Google Git
Sign in
pigweed / third_party / github / zephyrproject-rtos / zephyr / 5705d06874cc91eccd4853be2c285d04328b27ea / . / samples / bluetooth / tester / src / bttester.c
blob: 01578c3b3ec04cb17c28f767a17d62b9b63294a8 [file] [log] [blame]
/* bttester.c - Bluetooth Tester */
/*
* Copyright (c) 2015 Intel Corporation
*
* Redistribution and use in source and binary forms, with or without
* modification, are permitted provided that the following conditions are met:
*
* 1) Redistributions of source code must retain the above copyright notice,
* this list of conditions and the following disclaimer.
*
* 2) Redistributions in binary form must reproduce the above copyright notice,
* this list of conditions and the following disclaimer in the documentation
* and/or other materials provided with the distribution.
*
* 3) Neither the name of Intel Corporation nor the names of its contributors
* may be used to endorse or promote products derived from this software without
* specific prior written permission.
*
* THIS SOFTWARE IS PROVIDED BY THE COPYRIGHT HOLDERS AND CONTRIBUTORS "AS IS"

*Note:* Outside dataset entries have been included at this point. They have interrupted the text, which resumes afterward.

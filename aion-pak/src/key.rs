//! XOR key tables used to scramble file body heads

use std::path::Path;
use std::sync::Arc;

use crate::ENCRYPTED_HEAD_LEN;
use crate::error::PakError;

/// One candidate decryption key
///
/// The table is indexed starting at `body_size & offset_mask`, so it must be
/// at least `offset_mask + 32` bytes long.
#[derive(Debug, Clone)]
pub struct DecryptKey {
    name: String,
    table: Arc<[u8]>,
    offset_mask: u32,
}

impl DecryptKey {
    /// Build a key from an in-memory table
    pub fn new(name: impl Into<String>, table: Vec<u8>, offset_mask: u32) -> Result<Self, PakError> {
        let name = name.into();
        let needed = offset_mask as usize + ENCRYPTED_HEAD_LEN;
        if table.len() < needed {
            return Err(PakError::InvalidKey {
                name,
                len: table.len(),
                needed,
            });
        }
        Ok(Self {
            name,
            table: table.into(),
            offset_mask,
        })
    }

    /// Load a key table from a raw binary file
    pub fn from_file(path: impl AsRef<Path>, offset_mask: u32) -> Result<Self, PakError> {
        let path = path.as_ref();
        let table = std::fs::read(path)?;
        Self::new(path.display().to_string(), table, offset_mask)
    }

    /// Display name (the table's source path for file-backed keys)
    pub fn name(&self) -> &str {
        &self.name
    }

    /// Table offset for a body of the given compressed size
    pub fn offset(&self, body_size: u32) -> usize {
        (body_size & self.offset_mask) as usize
    }

    /// XOR the encrypted head of a body in place
    ///
    /// Only the first `min(32, head.len())` bytes are touched. The operation
    /// is its own inverse.
    pub fn apply(&self, head: &mut [u8], body_size: u32) {
        let offset = self.offset(body_size);
        let len = head.len().min(ENCRYPTED_HEAD_LEN);
        for (byte, k) in head[..len].iter_mut().zip(&self.table[offset..offset + len]) {
            *byte ^= k;
        }
    }
}
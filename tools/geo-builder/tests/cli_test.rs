//! Command-line behavior of the geo-builder binary

mod common;

use common::*;
use std::process::{Command, Output};

fn geo_builder(args: &[&str]) -> Output {
    Command::new(env!("CARGO_BIN_EXE_geo-builder"))
        .args(args)
        .output()
        .expect("Failed to run geo-builder")
}

fn path_arg(path: &std::path::Path) -> &str {
    path.to_str().expect("temp path is not UTF-8")
}

#[test]
fn test_check_accepts_valid_config() {
    let fixture = Fixture::new();
    let output = geo_builder(&["check", path_arg(&fixture.config_path)]);
    assert!(
        output.status.success(),
        "check failed: {}",
        String::from_utf8_lossy(&output.stderr)
    );
}

#[test]
fn test_check_rejects_config_without_keys() {
    let fixture = Fixture::new();
    let config = fixture.dir.path().join("nokeys.toml");
    std::fs::write(&config, format!("[client]\npath = '{}'\n", fixture.client.display()))
        .expect("Failed to write config");

    let output = geo_builder(&["check", path_arg(&config)]);
    assert!(!output.status.success());
    assert!(
        String::from_utf8_lossy(&output.stderr).contains("No decryption keys"),
        "unexpected error: {}",
        String::from_utf8_lossy(&output.stderr)
    );
}

#[test]
fn test_build_command() {
    let fixture = Fixture::new();
    let output_dir = fixture.dir.path().join("cli-out");

    let output = geo_builder(&[
        "build",
        path_arg(&fixture.config_path),
        "--output",
        path_arg(&output_dir),
        "--level",
        DF1,
        "--threads",
        "1",
    ]);
    assert!(
        output.status.success(),
        "build failed: {}",
        String::from_utf8_lossy(&output.stderr)
    );
    assert!(output_dir.join("geo.mesh").exists());
    assert!(output_dir.join(format!("{DF1}.geo")).exists());
    assert!(!output_dir.join(format!("{TEST_LEVEL}.geo")).exists());
}

#[test]
fn test_list_and_extract() {
    let fixture = Fixture::new();
    let pak = fixture.client.join("Objects/props/Mesh_Meshes_000.pak");
    let config = path_arg(&fixture.config_path);

    let output = geo_builder(&["list", path_arg(&pak), "--keys", "--config", config]);
    assert!(output.status.success());
    let stdout = String::from_utf8_lossy(&output.stdout);
    assert!(stdout.contains("key: test"), "{stdout}");
    assert!(stdout.contains("rock.cgf"), "{stdout}");
    assert!(stdout.contains("2 entries"), "{stdout}");

    let target = fixture.dir.path().join("rock.cgf");
    let output = geo_builder(&[
        "extract",
        path_arg(&pak),
        "rock.cgf",
        "--output",
        path_arg(&target),
        "--config",
        config,
    ]);
    assert!(output.status.success());
    assert_eq!(std::fs::read(&target).expect("Failed to read extracted file"), rock_cgf());
}

#[test]
fn test_inspect_shows_collision_slots() {
    let fixture = Fixture::new();
    let input = fixture.dir.path().join("door.cga");
    std::fs::write(&input, door_cga()).expect("Failed to write door.cga");

    let output = geo_builder(&["inspect", path_arg(&input), "--tick", "999999"]);
    assert!(output.status.success());
    let stdout = String::from_utf8_lossy(&output.stdout);
    assert!(stdout.contains("mat_default"), "{stdout}");
    assert!(stdout.contains("--- tick 999999 ---"), "{stdout}");
}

* AND ANY EXPRESS OR IMPLIED WARRANTIES, INCLUDING, BUT NOT LIMITED TO, THE
* IMPLIED WARRANTIES OF MERCHANTABILITY AND FITNESS FOR A PARTICULAR PURPOSE
* ARE DISCLAIMED. IN NO EVENT SHALL THE COPYRIGHT HOLDER OR CONTRIBUTORS BE
* LIABLE FOR ANY DIRECT, INDIRECT, INCIDENTAL, SPECIAL, EXEMPLARY, OR
* CONSEQUENTIAL DAMAGES (INCLUDING, BUT NOT LIMITED TO, PROCUREMENT OF
* SUBSTITUTE GOODS OR SERVICES; LOSS OF USE, DATA, OR PROFITS; OR BUSINESS
* INTERRUPTION) HOWEVER CAUSED AND ON ANY THEORY OF LIABILITY, WHETHER IN
* CONTRACT, STRICT LIABILITY, OR TORT (INCLUDING NEGLIGENCE OR OTHERWISE)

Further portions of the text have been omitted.